Taken: , 1
Самым культурным человеком в деревне себя считал заведующий клубом Геннадий Николаевич Паздников. В Кедровку он приехал всего два года назад, но уже в первый вечер проявился: пришел в клуб при шляпе и красных штиблетах, говорил медленно, как контуженый, щурился и прищелкивал каблуками. Играл Геннадий Николаевич на аккордеоне и, как только начались танцы, объявил: «Полонез Шопена!» Здороваясь с молодыми женщинами, он так низко наклонял голову, что прямые волосы рассыпались, а женщинам средних лет целовал руку высоко – у самого локтя.
Однако два года в деревне Геннадий Николаевич прожил мирно, к нему скоро привыкли и полюбили за то, что на аккордеоне он играл мастерски и никогда не отказывался прийти на свадьбу, именины или проводы.

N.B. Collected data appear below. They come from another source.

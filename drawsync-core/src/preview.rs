//! # Preview
//!
//! Speculative local edits, drawn over the authoritative stack until the authority echoes them back.
//!
//! Every local command pushes exactly one entry onto its token's queue (commands without visible effect
//! push a placeholder). Echoes arrive in the same order the commands were sent, so each echo pops the
//! front of its queue. The stroke is gone once its queue drains.

use std::collections::VecDeque;

use crate::{
    id::{LayerID, PreviewToken},
    raster::Patch,
    util::Rect,
};

/// Regions needing a repaint, keyed by layer.
pub type DirtyList = smallvec::SmallVec<[(LayerID, Rect); 4]>;

/// One locally applied command, awaiting its echo.
#[derive(Clone, Debug, PartialEq, Eq)]
pub enum PreviewEdit {
    Pixels { layer: LayerID, patch: Patch },
    /// Keeps the queue in step with commands that have nothing to show.
    Placeholder,
}
impl PreviewEdit {
    fn dirty(&self) -> Option<(LayerID, Rect)> {
        match self {
            Self::Pixels { layer, patch } if !patch.rect.is_empty() => Some((*layer, patch.rect)),
            _ => None,
        }
    }
}

#[derive(Debug)]
pub struct PreviewStroke {
    token: PreviewToken,
    pending: VecDeque<PreviewEdit>,
    /// Still receiving edits from an active pointer session.
    open: bool,
}
impl PreviewStroke {
    #[must_use]
    pub fn token(&self) -> PreviewToken {
        self.token
    }
    #[must_use]
    pub fn is_open(&self) -> bool {
        self.open
    }
    pub fn edits(&self) -> impl Iterator<Item = &PreviewEdit> + '_ {
        self.pending.iter()
    }
    fn dirty(&self) -> DirtyList {
        let mut dirty = DirtyList::new();
        for (layer, rect) in self.pending.iter().filter_map(PreviewEdit::dirty) {
            match dirty.iter_mut().find(|(l, _)| *l == layer) {
                Some((_, existing)) => *existing = existing.union(&rect),
                None => dirty.push((layer, rect)),
            }
        }
        dirty
    }
}

/// Strokes in creation order, so later strokes draw above earlier ones.
#[derive(Default, Debug)]
pub struct PreviewLayer {
    strokes: Vec<PreviewStroke>,
}
impl PreviewLayer {
    #[must_use]
    pub fn new() -> Self {
        Self::default()
    }
    #[must_use]
    pub fn len(&self) -> usize {
        self.strokes.len()
    }
    #[must_use]
    pub fn is_empty(&self) -> bool {
        self.strokes.is_empty()
    }
    #[must_use]
    pub fn contains(&self, token: PreviewToken) -> bool {
        self.position(token).is_some()
    }
    /// Number of edits still awaiting their echo.
    #[must_use]
    pub fn pending(&self, token: PreviewToken) -> usize {
        self.position(token)
            .map_or(0, |idx| self.strokes[idx].pending.len())
    }
    pub fn strokes(&self) -> impl Iterator<Item = &PreviewStroke> + '_ {
        self.strokes.iter()
    }
    /// All preview patches targeting `layer`, oldest first.
    pub fn patches_for(&self, layer: LayerID) -> impl Iterator<Item = &Patch> + '_ {
        self.strokes
            .iter()
            .flat_map(|stroke| stroke.pending.iter())
            .filter_map(move |edit| match edit {
                PreviewEdit::Pixels { layer: l, patch } if *l == layer => Some(patch),
                _ => None,
            })
    }
    fn position(&self, token: PreviewToken) -> Option<usize> {
        self.strokes.iter().position(|stroke| stroke.token == token)
    }
    /// Record a local edit under `token`, opening a stroke if there isn't one.
    /// Returns the area to repaint, if any.
    pub fn push(&mut self, token: PreviewToken, edit: PreviewEdit) -> Option<(LayerID, Rect)> {
        let dirty = edit.dirty();
        match self.position(token) {
            Some(idx) => self.strokes[idx].pending.push_back(edit),
            None => self.strokes.push(PreviewStroke {
                token,
                pending: VecDeque::from([edit]),
                open: true,
            }),
        }
        dirty
    }
    /// Stop accepting edits for `token`. Its pending edits remain until echoed or retired.
    pub fn close(&mut self, token: PreviewToken) {
        if let Some(idx) = self.position(token) {
            self.strokes[idx].open = false;
        }
    }
    /// The authority echoed the oldest edit of `token`. Drops that edit, and the stroke too if
    /// nothing else is pending. Returns the area to repaint.
    pub fn acknowledge(&mut self, token: PreviewToken) -> Option<(LayerID, Rect)> {
        let idx = self.position(token)?;
        let stroke = &mut self.strokes[idx];
        let edit = stroke.pending.pop_front();
        if stroke.pending.is_empty() {
            self.strokes.remove(idx);
        }
        edit.and_then(|edit| edit.dirty())
    }
    /// Discard a whole stroke. Unknown or already retired tokens are a no-op.
    pub fn retire(&mut self, token: PreviewToken) -> DirtyList {
        match self.position(token) {
            Some(idx) => self.strokes.remove(idx).dirty(),
            None => DirtyList::new(),
        }
    }
    /// Discard everything, returning the union of what needs repainting.
    pub fn clear(&mut self) -> DirtyList {
        let mut dirty = DirtyList::new();
        for stroke in self.strokes.drain(..) {
            dirty.extend(stroke.dirty());
        }
        dirty
    }
}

Участковый уполномоченный Анискин к Геннадию Николаевичу относился хорошо, вежливость и культурность заведующего признавал, и потому в тот ясный сентябрьский день, когда Геннадий Николаевич вдруг пожаловал к участковому домой, последний на квартире его принимать не стал.
– Пройдемте в кабинету, – коротко сказал он и позвенел ключами. – Человек вы такой, что по мелочи не придете, так что придется протокол писать.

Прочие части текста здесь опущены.